Virginia bishops approve state’s move to abolish the death penalty

Virginia_state_house_Sean_Pavone_Shutterstock.jpg Virginia State House Credit: Sean Pavone/Shutterstock

Virginia's two Catholic bishops welcomed the state legislature's votes to abolish the death penalty this week. 


"We welcome today's vote by the Virginia House of Delegates to abolish the death penalty, as well as the vote by the Virginia Senate to do so earlier this week," read a joint statement from Bishop Michael Burbidge of Arlington and Barry Knestout of Richmond on Friday; the statement was issued shortly after the House vote. 


The bill, sponsored by Del. Mike Mullin (D), passed the state House of Delegates by a vote of 57-41. Three Republicans joined all but one Democrat in voting to abolish the death penalty. 

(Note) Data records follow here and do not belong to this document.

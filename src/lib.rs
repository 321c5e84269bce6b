//! User API - a layered CRUD service over a single user resource.
//!
//! Requests flow handler → use case → repository → relational store, and
//! errors are re-mapped at each boundary (storage error → domain error →
//! HTTP status).
//!
//! # Architecture Layers
//!
//! - **cli**: Command-line interface
//! - **commands**: CLI command implementations
//! - **config**: Application configuration and constants
//! - **domain**: Core entities and value objects
//! - **services**: Application use cases
//! - **infra**: Database, migrations and repositories
//! - **api**: HTTP handlers, extractors and routes
//! - **types**: Shared types (pagination, responses)
//! - **errors**: Centralized error handling
//!
//! # CLI Usage
//!
//! ```bash
//! # Start the server
//! cargo run -- serve
//!
//! # Run migrations
//! cargo run -- migrate up
//! ```

pub mod api;
pub mod cli;
pub mod commands;
pub mod config;
pub mod domain;
pub mod errors;
pub mod infra;
pub mod services;
pub mod types;

// Re-export commonly used types at crate root
pub use api::AppState;
pub use config::Config;
pub use domain::{User, UserId};
pub use errors::{AppError, AppResult};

The bishops said they offer "and affirm the utmost need for" prayerful support for the loved ones of victims of horrific crimes. They also upheld "with clarity and conviction, the words of the Catechism of the Catholic Church: '[T]he death penalty is inadmissible because it is an attack on the inviolability and dignity of the person.'"


"The same paragraph of the Catechism also notes that '[T]here is an increasing awareness that the dignity of the person is not lost even after the commission of very serious crimes,'" the bishops said. 


They noted "this increasing awareness at work in the many voices that joined together to advocate for this legislation, and ultimately in the votes by the Senate and House in favor of ending the death penalty in Virginia, which has executed more people than any other state."


Virginia's last execution was in 2017. There are two people currently on death row in the state, and under the legislation their death sentences would be converted to life in prison without the possibility of parole. Since 1976, 113 people have been executed in Virginia, more than any other state except Texas. 


Burbidge and Knestout quoted Pope Francis saying that the death penalty is "an offence to the inviolability of life and to the dignity of the human person." 


They added that "we have other ways to provide punishments and protect society, without resorting to executions."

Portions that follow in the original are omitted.